*** Opening of Data ***

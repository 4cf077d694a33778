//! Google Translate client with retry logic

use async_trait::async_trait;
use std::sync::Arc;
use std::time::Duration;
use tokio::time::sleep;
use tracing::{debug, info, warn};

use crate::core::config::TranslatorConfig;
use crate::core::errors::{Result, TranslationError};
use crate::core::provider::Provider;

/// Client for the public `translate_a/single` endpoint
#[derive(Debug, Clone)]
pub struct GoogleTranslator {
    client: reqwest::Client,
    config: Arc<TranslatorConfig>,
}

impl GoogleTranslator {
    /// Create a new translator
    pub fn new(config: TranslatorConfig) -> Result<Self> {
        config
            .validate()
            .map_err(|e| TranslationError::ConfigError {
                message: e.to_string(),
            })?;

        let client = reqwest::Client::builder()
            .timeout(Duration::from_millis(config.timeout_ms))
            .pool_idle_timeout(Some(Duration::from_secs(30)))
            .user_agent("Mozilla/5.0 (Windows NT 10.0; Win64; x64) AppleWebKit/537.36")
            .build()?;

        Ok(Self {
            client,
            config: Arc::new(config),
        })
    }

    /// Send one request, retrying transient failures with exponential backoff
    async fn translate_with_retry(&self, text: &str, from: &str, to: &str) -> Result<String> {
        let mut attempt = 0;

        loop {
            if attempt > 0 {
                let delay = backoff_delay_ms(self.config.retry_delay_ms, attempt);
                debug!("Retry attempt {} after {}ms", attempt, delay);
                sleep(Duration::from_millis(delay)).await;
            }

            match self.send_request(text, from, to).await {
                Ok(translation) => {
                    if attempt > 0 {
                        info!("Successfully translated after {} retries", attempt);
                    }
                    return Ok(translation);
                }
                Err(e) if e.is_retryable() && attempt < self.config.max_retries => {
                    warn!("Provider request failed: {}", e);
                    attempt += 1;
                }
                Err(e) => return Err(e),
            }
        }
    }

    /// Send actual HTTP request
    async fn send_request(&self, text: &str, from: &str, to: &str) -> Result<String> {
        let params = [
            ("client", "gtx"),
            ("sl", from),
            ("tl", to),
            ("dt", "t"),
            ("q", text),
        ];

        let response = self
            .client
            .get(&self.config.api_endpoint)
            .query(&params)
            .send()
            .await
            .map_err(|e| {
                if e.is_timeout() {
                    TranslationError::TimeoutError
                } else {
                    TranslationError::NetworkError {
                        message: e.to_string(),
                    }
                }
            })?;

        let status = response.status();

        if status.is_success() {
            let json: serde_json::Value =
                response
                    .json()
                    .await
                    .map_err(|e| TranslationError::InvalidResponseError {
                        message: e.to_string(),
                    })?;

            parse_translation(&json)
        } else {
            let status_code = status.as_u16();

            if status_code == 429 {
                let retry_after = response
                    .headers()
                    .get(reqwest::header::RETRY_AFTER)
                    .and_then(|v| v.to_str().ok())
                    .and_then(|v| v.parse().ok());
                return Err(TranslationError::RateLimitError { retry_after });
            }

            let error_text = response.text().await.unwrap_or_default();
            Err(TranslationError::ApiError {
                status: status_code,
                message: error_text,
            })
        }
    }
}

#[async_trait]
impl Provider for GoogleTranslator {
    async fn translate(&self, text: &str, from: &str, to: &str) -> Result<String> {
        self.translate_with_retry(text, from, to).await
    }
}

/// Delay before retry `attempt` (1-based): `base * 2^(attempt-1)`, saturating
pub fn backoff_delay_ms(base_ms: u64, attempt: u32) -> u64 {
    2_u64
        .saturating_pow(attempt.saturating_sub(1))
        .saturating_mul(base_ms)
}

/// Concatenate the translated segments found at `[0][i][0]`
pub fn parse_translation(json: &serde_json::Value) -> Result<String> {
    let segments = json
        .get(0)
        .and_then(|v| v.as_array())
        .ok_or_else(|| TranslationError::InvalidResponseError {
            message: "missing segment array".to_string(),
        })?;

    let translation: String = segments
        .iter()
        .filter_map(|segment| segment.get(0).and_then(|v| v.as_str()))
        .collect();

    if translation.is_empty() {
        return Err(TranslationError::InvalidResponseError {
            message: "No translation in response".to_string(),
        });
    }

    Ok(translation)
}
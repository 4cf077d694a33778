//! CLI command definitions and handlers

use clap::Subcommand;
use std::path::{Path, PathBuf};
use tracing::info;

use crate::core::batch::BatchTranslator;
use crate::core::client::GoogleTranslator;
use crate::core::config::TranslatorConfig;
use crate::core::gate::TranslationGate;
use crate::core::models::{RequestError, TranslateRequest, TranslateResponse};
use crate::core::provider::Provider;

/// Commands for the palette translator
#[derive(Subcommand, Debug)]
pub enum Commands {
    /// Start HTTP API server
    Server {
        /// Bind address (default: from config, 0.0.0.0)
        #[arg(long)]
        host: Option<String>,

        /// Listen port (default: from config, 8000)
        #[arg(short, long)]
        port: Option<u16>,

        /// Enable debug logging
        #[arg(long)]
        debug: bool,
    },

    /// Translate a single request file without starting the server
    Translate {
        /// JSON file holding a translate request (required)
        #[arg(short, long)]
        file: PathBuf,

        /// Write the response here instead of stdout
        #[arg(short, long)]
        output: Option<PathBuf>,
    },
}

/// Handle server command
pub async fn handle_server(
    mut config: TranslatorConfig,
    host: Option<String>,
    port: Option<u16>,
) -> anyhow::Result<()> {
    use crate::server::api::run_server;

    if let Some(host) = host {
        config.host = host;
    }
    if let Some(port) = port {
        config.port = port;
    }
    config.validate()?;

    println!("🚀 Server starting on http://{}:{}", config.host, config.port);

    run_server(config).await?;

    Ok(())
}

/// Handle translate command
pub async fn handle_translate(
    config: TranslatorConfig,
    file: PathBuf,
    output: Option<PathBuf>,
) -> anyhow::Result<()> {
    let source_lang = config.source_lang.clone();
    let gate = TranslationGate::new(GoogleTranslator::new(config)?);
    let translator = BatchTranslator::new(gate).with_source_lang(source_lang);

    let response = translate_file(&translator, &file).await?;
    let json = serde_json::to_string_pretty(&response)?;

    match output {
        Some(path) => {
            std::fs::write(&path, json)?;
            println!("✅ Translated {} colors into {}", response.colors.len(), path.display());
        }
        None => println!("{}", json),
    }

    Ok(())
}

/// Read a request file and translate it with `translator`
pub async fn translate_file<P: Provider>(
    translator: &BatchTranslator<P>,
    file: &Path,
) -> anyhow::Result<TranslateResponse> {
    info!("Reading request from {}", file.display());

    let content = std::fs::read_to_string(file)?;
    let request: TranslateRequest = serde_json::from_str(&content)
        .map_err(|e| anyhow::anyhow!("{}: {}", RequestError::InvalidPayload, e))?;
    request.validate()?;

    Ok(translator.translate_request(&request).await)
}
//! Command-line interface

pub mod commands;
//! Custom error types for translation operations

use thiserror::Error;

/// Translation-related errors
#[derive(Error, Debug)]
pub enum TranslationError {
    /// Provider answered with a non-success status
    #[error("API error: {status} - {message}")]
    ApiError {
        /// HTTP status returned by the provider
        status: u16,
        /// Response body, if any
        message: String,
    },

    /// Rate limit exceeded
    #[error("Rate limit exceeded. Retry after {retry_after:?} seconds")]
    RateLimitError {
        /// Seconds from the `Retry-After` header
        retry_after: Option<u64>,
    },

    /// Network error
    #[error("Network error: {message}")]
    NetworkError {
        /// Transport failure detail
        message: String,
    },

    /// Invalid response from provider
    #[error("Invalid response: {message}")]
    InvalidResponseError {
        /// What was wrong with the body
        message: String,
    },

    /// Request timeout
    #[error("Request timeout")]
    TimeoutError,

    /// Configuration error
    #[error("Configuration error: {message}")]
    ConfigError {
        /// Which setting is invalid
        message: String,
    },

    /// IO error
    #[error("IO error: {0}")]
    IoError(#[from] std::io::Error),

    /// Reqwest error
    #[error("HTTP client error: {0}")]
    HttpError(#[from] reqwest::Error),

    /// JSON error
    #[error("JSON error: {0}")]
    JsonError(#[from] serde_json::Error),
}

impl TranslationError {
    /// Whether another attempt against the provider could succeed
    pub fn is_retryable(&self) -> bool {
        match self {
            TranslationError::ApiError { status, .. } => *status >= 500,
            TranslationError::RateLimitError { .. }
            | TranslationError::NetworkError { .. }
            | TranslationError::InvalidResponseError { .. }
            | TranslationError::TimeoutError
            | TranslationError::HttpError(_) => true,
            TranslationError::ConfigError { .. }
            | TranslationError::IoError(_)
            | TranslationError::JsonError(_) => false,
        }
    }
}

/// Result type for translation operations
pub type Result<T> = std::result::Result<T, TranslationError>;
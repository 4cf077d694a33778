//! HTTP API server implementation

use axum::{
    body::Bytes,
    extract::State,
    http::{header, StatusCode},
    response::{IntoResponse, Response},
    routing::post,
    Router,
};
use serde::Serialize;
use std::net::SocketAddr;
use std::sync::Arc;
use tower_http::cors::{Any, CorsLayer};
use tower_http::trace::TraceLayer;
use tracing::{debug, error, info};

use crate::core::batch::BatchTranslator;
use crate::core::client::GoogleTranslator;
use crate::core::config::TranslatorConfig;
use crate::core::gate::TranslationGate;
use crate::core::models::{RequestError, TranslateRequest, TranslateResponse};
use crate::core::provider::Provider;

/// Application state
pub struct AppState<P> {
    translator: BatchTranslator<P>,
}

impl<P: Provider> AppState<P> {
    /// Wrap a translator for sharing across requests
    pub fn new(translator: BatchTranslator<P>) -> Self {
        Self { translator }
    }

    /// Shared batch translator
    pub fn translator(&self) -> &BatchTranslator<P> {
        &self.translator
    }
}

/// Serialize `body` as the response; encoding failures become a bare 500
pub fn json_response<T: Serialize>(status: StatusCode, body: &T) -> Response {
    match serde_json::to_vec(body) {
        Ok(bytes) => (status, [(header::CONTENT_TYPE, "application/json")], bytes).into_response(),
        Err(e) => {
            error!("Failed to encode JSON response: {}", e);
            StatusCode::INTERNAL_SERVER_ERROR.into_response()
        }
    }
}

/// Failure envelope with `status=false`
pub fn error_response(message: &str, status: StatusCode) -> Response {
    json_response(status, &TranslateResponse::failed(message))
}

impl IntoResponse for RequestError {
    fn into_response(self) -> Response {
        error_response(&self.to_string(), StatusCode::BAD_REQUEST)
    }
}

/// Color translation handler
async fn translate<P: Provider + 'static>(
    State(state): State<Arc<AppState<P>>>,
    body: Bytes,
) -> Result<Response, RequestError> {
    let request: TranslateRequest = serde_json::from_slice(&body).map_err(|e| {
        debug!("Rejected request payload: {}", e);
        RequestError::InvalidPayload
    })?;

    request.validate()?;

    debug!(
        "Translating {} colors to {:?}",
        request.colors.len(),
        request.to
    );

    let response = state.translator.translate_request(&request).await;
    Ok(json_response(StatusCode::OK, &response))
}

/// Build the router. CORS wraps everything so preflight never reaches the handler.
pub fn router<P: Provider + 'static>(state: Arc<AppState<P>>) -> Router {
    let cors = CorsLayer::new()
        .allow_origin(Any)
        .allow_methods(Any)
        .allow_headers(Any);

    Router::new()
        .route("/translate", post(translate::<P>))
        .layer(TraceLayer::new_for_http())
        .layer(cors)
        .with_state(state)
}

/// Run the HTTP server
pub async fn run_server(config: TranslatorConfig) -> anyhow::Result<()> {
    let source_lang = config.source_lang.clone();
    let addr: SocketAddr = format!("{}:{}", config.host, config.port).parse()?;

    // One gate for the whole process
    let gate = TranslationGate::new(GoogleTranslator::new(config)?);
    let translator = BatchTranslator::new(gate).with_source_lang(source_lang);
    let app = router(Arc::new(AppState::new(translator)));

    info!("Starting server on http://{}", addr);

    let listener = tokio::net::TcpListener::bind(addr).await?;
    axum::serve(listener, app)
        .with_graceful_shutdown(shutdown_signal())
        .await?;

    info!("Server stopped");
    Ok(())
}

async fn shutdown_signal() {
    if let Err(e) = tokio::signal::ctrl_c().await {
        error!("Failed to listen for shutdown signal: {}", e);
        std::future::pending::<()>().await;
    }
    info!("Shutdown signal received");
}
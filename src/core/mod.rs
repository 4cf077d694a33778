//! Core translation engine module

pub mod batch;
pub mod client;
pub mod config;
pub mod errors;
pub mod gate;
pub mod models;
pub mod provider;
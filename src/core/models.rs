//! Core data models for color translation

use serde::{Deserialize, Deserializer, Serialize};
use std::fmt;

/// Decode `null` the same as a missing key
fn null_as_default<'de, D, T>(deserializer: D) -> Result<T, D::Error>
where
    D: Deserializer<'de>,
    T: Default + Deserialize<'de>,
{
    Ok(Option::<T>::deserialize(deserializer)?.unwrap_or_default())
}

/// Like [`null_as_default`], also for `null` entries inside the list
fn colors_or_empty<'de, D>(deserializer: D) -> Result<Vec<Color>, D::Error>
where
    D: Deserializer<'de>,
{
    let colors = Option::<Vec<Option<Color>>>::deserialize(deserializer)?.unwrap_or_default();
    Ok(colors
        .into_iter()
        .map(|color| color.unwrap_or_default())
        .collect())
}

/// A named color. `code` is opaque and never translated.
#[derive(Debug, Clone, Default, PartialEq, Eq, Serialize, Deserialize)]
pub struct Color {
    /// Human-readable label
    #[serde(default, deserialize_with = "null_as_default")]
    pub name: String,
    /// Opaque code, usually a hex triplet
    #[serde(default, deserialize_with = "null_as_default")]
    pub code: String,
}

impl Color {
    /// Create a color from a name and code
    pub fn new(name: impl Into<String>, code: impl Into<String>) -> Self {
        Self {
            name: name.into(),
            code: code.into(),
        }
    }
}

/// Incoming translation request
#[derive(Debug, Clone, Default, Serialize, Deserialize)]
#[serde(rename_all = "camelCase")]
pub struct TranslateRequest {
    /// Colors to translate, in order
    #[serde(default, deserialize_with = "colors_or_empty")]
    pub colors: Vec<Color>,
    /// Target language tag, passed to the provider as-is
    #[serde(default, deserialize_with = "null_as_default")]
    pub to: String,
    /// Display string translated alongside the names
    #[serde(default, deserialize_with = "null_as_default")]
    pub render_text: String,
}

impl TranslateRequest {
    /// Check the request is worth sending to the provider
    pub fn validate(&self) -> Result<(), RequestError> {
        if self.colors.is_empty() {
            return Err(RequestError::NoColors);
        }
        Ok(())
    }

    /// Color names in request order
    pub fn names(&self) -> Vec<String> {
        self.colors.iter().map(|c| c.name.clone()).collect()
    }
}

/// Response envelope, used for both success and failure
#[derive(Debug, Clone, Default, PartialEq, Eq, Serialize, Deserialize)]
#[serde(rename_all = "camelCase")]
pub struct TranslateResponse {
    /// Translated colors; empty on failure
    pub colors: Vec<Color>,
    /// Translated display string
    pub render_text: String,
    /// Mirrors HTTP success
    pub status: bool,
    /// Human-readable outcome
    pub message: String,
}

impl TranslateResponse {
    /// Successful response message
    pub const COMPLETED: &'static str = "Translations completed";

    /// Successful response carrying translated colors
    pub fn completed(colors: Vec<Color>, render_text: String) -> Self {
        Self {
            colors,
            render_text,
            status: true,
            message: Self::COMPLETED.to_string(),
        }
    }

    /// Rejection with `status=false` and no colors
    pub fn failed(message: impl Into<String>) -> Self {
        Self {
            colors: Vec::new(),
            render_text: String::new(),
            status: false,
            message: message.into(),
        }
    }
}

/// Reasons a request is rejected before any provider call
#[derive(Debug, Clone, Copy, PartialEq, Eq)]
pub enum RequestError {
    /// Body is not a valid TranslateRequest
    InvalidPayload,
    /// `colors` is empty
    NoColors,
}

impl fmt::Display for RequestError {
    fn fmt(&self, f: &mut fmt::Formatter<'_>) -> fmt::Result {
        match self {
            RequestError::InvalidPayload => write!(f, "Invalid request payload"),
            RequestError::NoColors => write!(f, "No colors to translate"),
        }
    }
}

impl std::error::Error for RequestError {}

*** Close of Data ***

Lines of the listing that include the string "post" are to be counted; state that count alone.

Result for this task: 2